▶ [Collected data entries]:
Start of Block

//! Donation primitives.
//!
//! A `Donation` is one pledge-to-payment attempt by a donor toward a campaign.
//! It moves through `pending → processing → {completed, failed}` and is never
//! deleted.

use chrono::{DateTime, Utc};
use sea_orm::{ActiveValue, entity::prelude::*};
use serde::{Deserialize, Serialize};
use uuid::Uuid;

use crate::{EngineError, MoneyCents, ResultEngine, schedules::Frequency, util::parse_uuid};

/// Card processing fee, in basis points of the pledged amount.
pub const CARD_FEE_BPS: i64 = 200;

#[derive(Clone, Copy, Debug, PartialEq, Eq, Hash, Serialize, Deserialize)]
#[serde(rename_all = "snake_case")]
pub enum PaymentMethod {
    MobileMoney,
    Card,
    BankTransfer,
}

impl PaymentMethod {
    pub fn as_str(self) -> &'static str {
        match self {
            Self::MobileMoney => "mobile_money",
            Self::Card => "card",
            Self::BankTransfer => "bank_transfer",
        }
    }

    /// Fee withheld by the payment channel for `amount`.
    #[must_use]
    pub fn fee(self, amount: MoneyCents) -> MoneyCents {
        match self {
            Self::Card => amount.basis_points(CARD_FEE_BPS),
            Self::MobileMoney | Self::BankTransfer => MoneyCents::ZERO,
        }
    }

    /// Methods that cannot report their own outcome and settle through
    /// manual reconciliation.
    #[must_use]
    pub fn is_manual(self) -> bool {
        matches!(self, Self::Card | Self::BankTransfer)
    }
}

impl TryFrom<&str> for PaymentMethod {
    type Error = EngineError;

    fn try_from(value: &str) -> Result<Self, Self::Error> {
        match value {
            "mobile_money" | "mpesa" => Ok(Self::MobileMoney),
            "card" => Ok(Self::Card),
            "bank_transfer" => Ok(Self::BankTransfer),
            other => Err(EngineError::Validation(format!(
                "unsupported payment method: {other}"
            ))),
        }
    }
}

#[derive(Clone, Copy, Debug, PartialEq, Eq, Hash, Serialize, Deserialize)]
#[serde(rename_all = "snake_case")]
pub enum DonationState {
    Pending,
    Processing,
    Completed,
    Failed,
}

impl DonationState {
    pub fn as_str(self) -> &'static str {
        match self {
            Self::Pending => "pending",
            Self::Processing => "processing",
            Self::Completed => "completed",
            Self::Failed => "failed",
        }
    }

    #[must_use]
    pub fn is_terminal(self) -> bool {
        matches!(self, Self::Completed | Self::Failed)
    }
}

impl core::fmt::Display for DonationState {
    fn fmt(&self, f: &mut core::fmt::Formatter<'_>) -> core::fmt::Result {
        f.write_str(self.as_str())
    }
}

impl TryFrom<&str> for DonationState {
    type Error = EngineError;

    fn try_from(value: &str) -> Result<Self, Self::Error> {
        match value {
            "pending" => Ok(Self::Pending),
            "processing" => Ok(Self::Processing),
            "completed" => Ok(Self::Completed),
            "failed" => Ok(Self::Failed),
            other => Err(EngineError::InvalidState(format!(
                "unknown donation state: {other}"
            ))),
        }
    }
}

#[derive(Clone, Debug, PartialEq, Eq, Serialize, Deserialize)]
pub struct Donation {
    pub id: Uuid,
    pub donor_id: String,
    pub campaign_id: String,
    pub amount_minor: i64,
    pub fee_minor: i64,
    pub net_minor: i64,
    pub method: PaymentMethod,
    pub is_recurring: bool,
    pub frequency: Option<Frequency>,
    /// Set on donations produced by a recurring cycle.
    pub schedule_id: Option<Uuid>,
    pub state: DonationState,
    pub transaction_reference: Option<String>,
    pub is_anonymous: bool,
    pub dedication_message: Option<String>,
    pub idempotency_key: Option<String>,
    pub needs_review: bool,
    pub review_note: Option<String>,
    pub created_at: DateTime<Utc>,
    pub updated_at: DateTime<Utc>,
    pub completed_at: Option<DateTime<Utc>>,
}

impl Donation {
    /// Builds a fresh `pending` donation. The fee is computed here, once.
    pub fn new(
        donor_id: String,
        campaign_id: String,
        amount: MoneyCents,
        method: PaymentMethod,
        created_at: DateTime<Utc>,
    ) -> ResultEngine<Self> {
        if !amount.is_positive() {
            return Err(EngineError::InvalidAmount(
                "amount_minor must be > 0".to_string(),
            ));
        }
        if method == PaymentMethod::MobileMoney && !amount.is_whole_units() {
            return Err(EngineError::InvalidAmount(format!(
                "mobile money accepts whole shillings only, got {amount}"
            )));
        }
        let fee = method.fee(amount);
        let net = amount
            .checked_sub(fee)
            .ok_or_else(|| EngineError::InvalidAmount("amount too large".to_string()))?;

        Ok(Self {
            id: Uuid::new_v4(),
            donor_id,
            campaign_id,
            amount_minor: amount.cents(),
            fee_minor: fee.cents(),
            net_minor: net.cents(),
            method,
            is_recurring: false,
            frequency: None,
            schedule_id: None,
            state: DonationState::Pending,
            transaction_reference: None,
            is_anonymous: false,
            dedication_message: None,
            idempotency_key: None,
            needs_review: false,
            review_note: None,
            created_at,
            updated_at: created_at,
            completed_at: None,
        })
    }
}

#[derive(Clone, Debug, PartialEq, DeriveEntityModel)]
#[sea_orm(table_name = "donations")]
pub struct Model {
    #[sea_orm(primary_key, auto_increment = false)]
    pub id: String,
    pub donor_id: String,
    pub campaign_id: String,
    pub amount_minor: i64,
    pub fee_minor: i64,
    pub net_minor: i64,
    pub method: String,
    pub is_recurring: bool,
    pub frequency: Option<String>,
    pub schedule_id: Option<String>,
    pub state: String,
    pub transaction_reference: Option<String>,
    pub is_anonymous: bool,
    pub dedication_message: Option<String>,
    pub idempotency_key: Option<String>,
    pub needs_review: bool,
    pub review_note: Option<String>,
    pub created_at: DateTimeUtc,
    pub updated_at: DateTimeUtc,
    pub completed_at: Option<DateTimeUtc>,
}

#[derive(Copy, Clone, Debug, EnumIter, DeriveRelation)]
pub enum Relation {
    #[sea_orm(has_many = "super::payments::Entity")]
    Payments,
    #[sea_orm(
        belongs_to = "super::campaigns::Entity",
        from = "Column::CampaignId",
        to = "super::campaigns::Column::Id",
        on_update = "NoAction",
        on_delete = "NoAction"
    )]
    Campaigns,
}

impl Related<super::payments::Entity> for Entity {
    fn to() -> RelationDef {
        Relation::Payments.def()
    }
}

impl Related<super::campaigns::Entity> for Entity {
    fn to() -> RelationDef {
        Relation::Campaigns.def()
    }
}

impl ActiveModelBehavior for ActiveModel {}

impl From<&Donation> for ActiveModel {
    fn from(value: &Donation) -> Self {
        Self {
            id: ActiveValue::Set(value.id.to_string()),
            donor_id: ActiveValue::Set(value.donor_id.clone()),
            campaign_id: ActiveValue::Set(value.campaign_id.clone()),
            amount_minor: ActiveValue::Set(value.amount_minor),
            fee_minor: ActiveValue::Set(value.fee_minor),
            net_minor: ActiveValue::Set(value.net_minor),
            method: ActiveValue::Set(value.method.as_str().to_string()),
            is_recurring: ActiveValue::Set(value.is_recurring),
            frequency: ActiveValue::Set(value.frequency.map(|f| f.as_str().to_string())),
            schedule_id: ActiveValue::Set(value.schedule_id.map(|id| id.to_string())),
            state: ActiveValue::Set(value.state.as_str().to_string()),
            transaction_reference: ActiveValue::Set(value.transaction_reference.clone()),
            is_anonymous: ActiveValue::Set(value.is_anonymous),
            dedication_message: ActiveValue::Set(value.dedication_message.clone()),
            idempotency_key: ActiveValue::Set(value.idempotency_key.clone()),
            needs_review: ActiveValue::Set(value.needs_review),
            review_note: ActiveValue::Set(value.review_note.clone()),
            created_at: ActiveValue::Set(value.created_at),
            updated_at: ActiveValue::Set(value.updated_at),
            completed_at: ActiveValue::Set(value.completed_at),
        }
    }
}

impl TryFrom<Model> for Donation {
    type Error = EngineError;

    fn try_from(model: Model) -> Result<Self, Self::Error> {
        Ok(Self {
            id: parse_uuid(&model.id, "donation")?,
            donor_id: model.donor_id,
            campaign_id: model.campaign_id,
            amount_minor: model.amount_minor,
            fee_minor: model.fee_minor,
            net_minor: model.net_minor,
            method: PaymentMethod::try_from(model.method.as_str())?,
            is_recurring: model.is_recurring,
            frequency: model
                .frequency
                .as_deref()
                .map(Frequency::try_from)
                .transpose()?,
            schedule_id: model
                .schedule_id
                .as_deref()
                .map(|id| parse_uuid(id, "schedule"))
                .transpose()?,
            state: DonationState::try_from(model.state.as_str())?,
            transaction_reference: model.transaction_reference,
            is_anonymous: model.is_anonymous,
            dedication_message: model.dedication_message,
            idempotency_key: model.idempotency_key,
            needs_review: model.needs_review,
            review_note: model.review_note,
            created_at: model.created_at,
            updated_at: model.updated_at,
            completed_at: model.completed_at,
        })
    }
}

End of Block

▶ [Work task]: Only these lines should appear in the reply: the one containing "frequency: model", the last line of the data, and all lines between them, each copied exactly.

▶ [Task response]:
            frequency: model
                .frequency
                .as_deref()
                .map(Frequency::try_from)
                .transpose()?,
            schedule_id: model
                .schedule_id
                .as_deref()
                .map(|id| parse_uuid(id, "schedule"))
                .transpose()?,
            state: DonationState::try_from(model.state.as_str())?,
            transaction_reference: model.transaction_reference,
            is_anonymous: model.is_anonymous,
            dedication_message: model.dedication_message,
            idempotency_key: model.idempotency_key,
            needs_review: model.needs_review,
            review_note: model.review_note,
            created_at: model.created_at,
            updated_at: model.updated_at,
            completed_at: model.completed_at,
        })
    }
}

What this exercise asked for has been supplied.